◆ EXERCISE DESCRIPTION:
Go through the listing and copy each line with the string "storages".

————

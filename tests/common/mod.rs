//! Shared fakes for integration tests.
//!
//! [`RecordingOrchestrator`] captures every started run and answers
//! `describe` with a canned [`RawRunDescription`].

#![allow(dead_code)]

use async_trait::async_trait;
use std::sync::Mutex;
use subflow::orchestrator::{Orchestrator, RawRunDescription};
use subflow_common::{Error, Result};

pub const STATE_MACHINE_ARN: &str = "arn:aws:states:us-east-1:123456789012:stateMachine:tt";
pub const RUN_ID: &str = "arn:aws:states:us-east-1:123456789012:execution:tt:run-1";

#[derive(Default)]
pub struct RecordingOrchestrator {
    pub started: Mutex<Vec<(String, String)>>,
    pub description: Option<RawRunDescription>,
}

impl RecordingOrchestrator {
    pub fn new() -> Self {
        Self::default()
    }

    pub fn with_description(description: RawRunDescription) -> Self {
        Self {
            started: Mutex::new(Vec::new()),
            description: Some(description),
        }
    }

    /// Inputs of started runs, decoded.
    pub fn started_inputs(&self) -> Vec<serde_json::Value> {
        self.started
            .lock()
            .unwrap()
            .iter()
            .map(|(_, input)| serde_json::from_str(input).unwrap())
            .collect()
    }
}

#[async_trait]
impl Orchestrator for RecordingOrchestrator {
    async fn start(&self, state_machine_arn: &str, input: &str) -> Result<String> {
        self.started
            .lock()
            .unwrap()
            .push((state_machine_arn.to_string(), input.to_string()));
        Ok(RUN_ID.to_string())
    }

    async fn describe(&self, run_id: &str) -> Result<RawRunDescription> {
        self.description.clone().ok_or_else(|| {
            Error::collaborator(
                "stepfunctions",
                "ExecutionDoesNotExist",
                format!("Execution does not exist: '{}'", run_id),
            )
        })
    }
}

/// A finished run that produced a transcript and two subtitle files.
pub fn finished_run() -> RawRunDescription {
    let output = serde_json::json!({
        "TranscriptionJob": {
            "TranscriptionJobName": "video-auto",
            "TranscriptionJobStatus": "COMPLETED",
            "LanguageCode": "en-US",
            "Transcript": {
                "TranscriptFileUri": "https://s3.us-east-1.amazonaws.com/out/video-auto/transcribed/video.json"
            },
            "Subtitles": {
                "Formats": ["srt", "vtt"],
                "SubtitleFileUris": [
                    "https://s3.us-east-1.amazonaws.com/out/video-auto/transcribed/video.srt",
                    "https://s3.us-east-1.amazonaws.com/out/video-auto/transcribed/video.vtt"
                ]
            }
        }
    });

    RawRunDescription {
        run_id: RUN_ID.to_string(),
        state_machine_arn: STATE_MACHINE_ARN.to_string(),
        name: Some("run-1".to_string()),
        status: "SUCCEEDED".to_string(),
        start_date: Some("2024-05-01T10:00:00Z".to_string()),
        stop_date: Some("2024-05-01T10:04:12Z".to_string()),
        input: Some(r#"{"Transcribe":{"LanguageCode":null}}"#.to_string()),
        output: Some(output.to_string()),
    }
}
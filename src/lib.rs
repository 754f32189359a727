//! Subflow - transcription and translation runs for uploaded media
//!
//! This library crate exposes the collaborators and commands behind the
//! `subflow` binary for integration testing.

pub mod aws;
pub mod catalog;
pub mod commands;
pub mod config;
pub mod event;
pub mod orchestrator;
pub mod storage;
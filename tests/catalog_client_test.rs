//! Catalog REST client tests against a mock server.

mod common;

use assert_matches::assert_matches;
use common::{RecordingOrchestrator, RUN_ID};
use serde_json::json;
use subflow::catalog::CatalogClient;
use subflow::commands::{sync_subtitles, SyncRequest};
use subflow::config::CatalogConfig;
use subflow_common::Error;
use wiremock::matchers::{body_json, header, method, path};
use wiremock::{Mock, MockServer, ResponseTemplate};

const ASSET_ID: &str = "asset-1";
const STORAGE_ID: &str = "storage-1";

fn client_for(server: &MockServer) -> CatalogClient {
    CatalogClient::new(&CatalogConfig {
        enabled: true,
        app_id: "app-id".to_string(),
        auth_token: "secret-token".to_string(),
        base_url: format!("{}/API/", server.uri()),
    })
}

async fn mount_subtitle_creation(server: &MockServer, expected_calls: u64) {
    Mock::given(method("POST"))
        .and(path(format!("/API/files/v1/assets/{}/formats/", ASSET_ID)))
        .respond_with(ResponseTemplate::new(201).set_body_json(json!({"id": "format-1"})))
        .expect(expected_calls)
        .mount(server)
        .await;
    Mock::given(method("POST"))
        .and(path(format!("/API/files/v1/assets/{}/file_sets/", ASSET_ID)))
        .respond_with(ResponseTemplate::new(201).set_body_json(json!({"id": "file-set-1"})))
        .expect(expected_calls)
        .mount(server)
        .await;
    Mock::given(method("POST"))
        .and(path(format!("/API/files/v1/assets/{}/files/", ASSET_ID)))
        .respond_with(ResponseTemplate::new(201).set_body_json(json!({"id": "file-1"})))
        .expect(expected_calls)
        .mount(server)
        .await;
}

#[tokio::test]
async fn requests_carry_auth_headers() {
    let server = MockServer::start().await;
    Mock::given(method("GET"))
        .and(path("/API/files/v1/storages/"))
        .and(header("App-ID", "app-id"))
        .and(header("Auth-Token", "secret-token"))
        .respond_with(ResponseTemplate::new(200).set_body_json(json!({
            "objects": [
                {"id": "storage-1", "name": "media", "settings": {"path": "/media"}},
                {"id": "storage-2", "name": "archive"}
            ]
        })))
        .expect(1)
        .mount(&server)
        .await;

    let storages = client_for(&server).list_storages().await.unwrap();
    assert_eq!(storages.len(), 2);
    assert_eq!(storages[0].settings.path.as_deref(), Some("/media"));
    assert!(storages[1].settings.path.is_none());
}

#[tokio::test]
async fn add_subtitle_file_creates_format_file_set_and_file() {
    let server = MockServer::start().await;
    Mock::given(method("POST"))
        .and(path(format!("/API/files/v1/assets/{}/formats/", ASSET_ID)))
        .and(body_json(json!({
            "name": "SUBTITLES",
            "metadata": [{"subtitle_closed_captions": "false", "subtitle_language": "en-US"}],
            "storage_methods": ["S3"]
        })))
        .respond_with(ResponseTemplate::new(201).set_body_json(json!({"id": "format-1"})))
        .expect(1)
        .mount(&server)
        .await;
    Mock::given(method("POST"))
        .and(path(format!("/API/files/v1/assets/{}/file_sets/", ASSET_ID)))
        .and(body_json(json!({
            "format_id": "format-1",
            "storage_id": STORAGE_ID,
            "base_dir": "subs/pilot",
            "name": "pilot.srt",
            "component_ids": []
        })))
        .respond_with(ResponseTemplate::new(201).set_body_json(json!({"id": "file-set-1"})))
        .expect(1)
        .mount(&server)
        .await;
    Mock::given(method("POST"))
        .and(path(format!("/API/files/v1/assets/{}/files/", ASSET_ID)))
        .and(body_json(json!({
            "original_name": "pilot.srt",
            "directory_path": "subs/pilot",
            "size": 0,
            "type": "FILE",
            "storage_id": STORAGE_ID,
            "file_set_id": "file-set-1",
            "format_id": "format-1"
        })))
        .respond_with(ResponseTemplate::new(201).set_body_json(json!({"id": "file-1"})))
        .expect(1)
        .mount(&server)
        .await;

    let added = client_for(&server)
        .add_subtitle_file_to_asset(ASSET_ID, "subs/pilot/pilot.srt", STORAGE_ID, "en-US", false)
        .await
        .unwrap();

    assert_eq!(added.file_id, "file-1");
    assert_eq!(added.format_id, "format-1");
    assert_eq!(added.file_set_id, "file-set-1");
}

#[tokio::test]
async fn error_status_becomes_collaborator_error() {
    let server = MockServer::start().await;
    Mock::given(method("GET"))
        .and(path("/API/files/v1/storages/missing/"))
        .respond_with(ResponseTemplate::new(404).set_body_string("storage not found"))
        .mount(&server)
        .await;

    let err = client_for(&server).get_storage("missing").await.unwrap_err();
    assert_matches!(
        err,
        Error::Collaborator { ref service, ref code, ref message }
            if service == "catalog" && code == "404" && message.contains("storage not found")
    );
}

#[tokio::test]
async fn asset_listings_and_upload_url() {
    let server = MockServer::start().await;
    Mock::given(method("GET"))
        .and(path(format!("/API/files/v1/assets/{}/files/", ASSET_ID)))
        .respond_with(ResponseTemplate::new(200).set_body_json(json!({
            "objects": [{"id": "file-1", "name": "pilot.mp4", "directory_path": "shows", "storage_id": STORAGE_ID}]
        })))
        .mount(&server)
        .await;
    Mock::given(method("GET"))
        .and(path(format!("/API/files/v1/assets/{}/formats/", ASSET_ID)))
        .respond_with(ResponseTemplate::new(200).set_body_json(json!({
            "objects": [{"id": "format-1", "name": "ORIGINAL", "storage_methods": ["S3"]}]
        })))
        .mount(&server)
        .await;
    Mock::given(method("GET"))
        .and(path(format!("/API/files/v1/assets/{}/files/file-1/multipart_url/", ASSET_ID)))
        .respond_with(
            ResponseTemplate::new(200).set_body_json(json!({"url": "https://upload.example/part"})),
        )
        .mount(&server)
        .await;

    let client = client_for(&server);
    let files = client.list_asset_files(ASSET_ID).await.unwrap();
    assert_eq!(files[0].directory_path.as_deref(), Some("shows"));

    let formats = client.list_asset_formats(ASSET_ID).await.unwrap();
    assert_eq!(formats[0].name, "ORIGINAL");

    let url = client.asset_file_url(ASSET_ID, "file-1").await.unwrap();
    assert_eq!(url, "https://upload.example/part");
}

#[tokio::test]
async fn sync_registers_each_subtitle_file() {
    let server = MockServer::start().await;
    Mock::given(method("GET"))
        .and(path(format!("/API/files/v1/storages/{}/", STORAGE_ID)))
        .respond_with(ResponseTemplate::new(200).set_body_json(json!({
            "id": STORAGE_ID,
            "settings": {"path": "/"}
        })))
        .mount(&server)
        .await;
    mount_subtitle_creation(&server, 2).await;

    let orchestrator = RecordingOrchestrator::with_description(common::finished_run());
    let request = SyncRequest {
        run_id: RUN_ID.to_string(),
        asset_id: ASSET_ID.to_string(),
        storage_id: STORAGE_ID.to_string(),
        language: None,
        closed_captions: false,
    };

    let added = sync_subtitles(&orchestrator, &client_for(&server), &request)
        .await
        .unwrap();
    assert_eq!(added.len(), 2);

    let file_set_bodies: Vec<serde_json::Value> = server
        .received_requests()
        .await
        .unwrap()
        .iter()
        .filter(|r| r.url.path().ends_with("/file_sets/"))
        .map(|r| serde_json::from_slice(&r.body).unwrap())
        .collect();
    assert_eq!(file_set_bodies[0]["base_dir"], "video-auto/transcribed");
    assert_eq!(file_set_bodies[0]["name"], "video.srt");
    assert_eq!(file_set_bodies[1]["name"], "video.vtt");

    let format_body: serde_json::Value = server
        .received_requests()
        .await
        .unwrap()
        .iter()
        .find(|r| r.url.path().ends_with("/formats/"))
        .map(|r| serde_json::from_slice(&r.body).unwrap())
        .unwrap();
    assert_eq!(format_body["metadata"][0]["subtitle_language"], "en-US");
}

#[tokio::test]
async fn sync_fails_for_run_without_subtitles() {
    let server = MockServer::start().await;
    mount_subtitle_creation(&server, 0).await;

    let orchestrator = RecordingOrchestrator::with_description(subflow::orchestrator::RawRunDescription {
        run_id: RUN_ID.to_string(),
        status: "RUNNING".to_string(),
        ..Default::default()
    });
    let request = SyncRequest {
        run_id: RUN_ID.to_string(),
        asset_id: ASSET_ID.to_string(),
        storage_id: STORAGE_ID.to_string(),
        ..Default::default()
    };

    let err = sync_subtitles(&orchestrator, &client_for(&server), &request)
        .await
        .unwrap_err();
    assert!(err.to_string().contains("RUNNING"));
}

#[tokio::test]
async fn format_file_set_and_transcode_calls() {
    let server = MockServer::start().await;
    Mock::given(method("GET"))
        .and(path(format!("/API/files/v1/assets/{}/formats/format-1/", ASSET_ID)))
        .and(header("App-ID", "app-id"))
        .respond_with(ResponseTemplate::new(200).set_body_json(json!({
            "id": "format-1",
            "name": "SUBTITLES",
            "metadata": [{"subtitle_language": "en-US"}],
            "storage_methods": ["S3"]
        })))
        .expect(1)
        .mount(&server)
        .await;
    Mock::given(method("GET"))
        .and(path(format!("/API/files/v1/assets/{}/file_sets/", ASSET_ID)))
        .respond_with(ResponseTemplate::new(200).set_body_json(json!({
            "objects": [{
                "id": "file-set-1",
                "name": "video.srt",
                "format_id": "format-1",
                "storage_id": STORAGE_ID,
                "base_dir": "video-auto/transcribed"
            }]
        })))
        .expect(1)
        .mount(&server)
        .await;
    Mock::given(method("POST"))
        .and(path(format!("/API/files/v1/assets/{}/files/file-1/subtitles/", ASSET_ID)))
        .and(body_json(json!({})))
        .respond_with(ResponseTemplate::new(202).set_body_json(json!({"job_id": "job-1"})))
        .expect(1)
        .mount(&server)
        .await;

    let client = client_for(&server);

    let format = client.get_asset_format(ASSET_ID, "format-1").await.unwrap();
    assert_eq!(format.name, "SUBTITLES");
    assert_eq!(format.storage_methods, vec!["S3"]);
    assert_eq!(format.metadata[0]["subtitle_language"], "en-US");

    let file_sets = client.list_asset_file_sets(ASSET_ID).await.unwrap();
    assert_eq!(file_sets.len(), 1);
    assert_eq!(file_sets[0].format_id.as_deref(), Some("format-1"));
    assert_eq!(file_sets[0].base_dir.as_deref(), Some("video-auto/transcribed"));

    let job = client
        .create_subtitle_transcode_job(ASSET_ID, "file-1")
        .await
        .unwrap();
    assert_eq!(job["job_id"], "job-1");
}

————

◆ OUTPUT FOR THIS TASK:
        .and(path("/API/files/v1/storages/"))
    let storages = client_for(&server).list_storages().await.unwrap();
    assert_eq!(storages.len(), 2);
    assert_eq!(storages[0].settings.path.as_deref(), Some("/media"));
    assert!(storages[1].settings.path.is_none());
        .and(path("/API/files/v1/storages/missing/"))
        .and(path(format!("/API/files/v1/storages/{}/", STORAGE_ID)))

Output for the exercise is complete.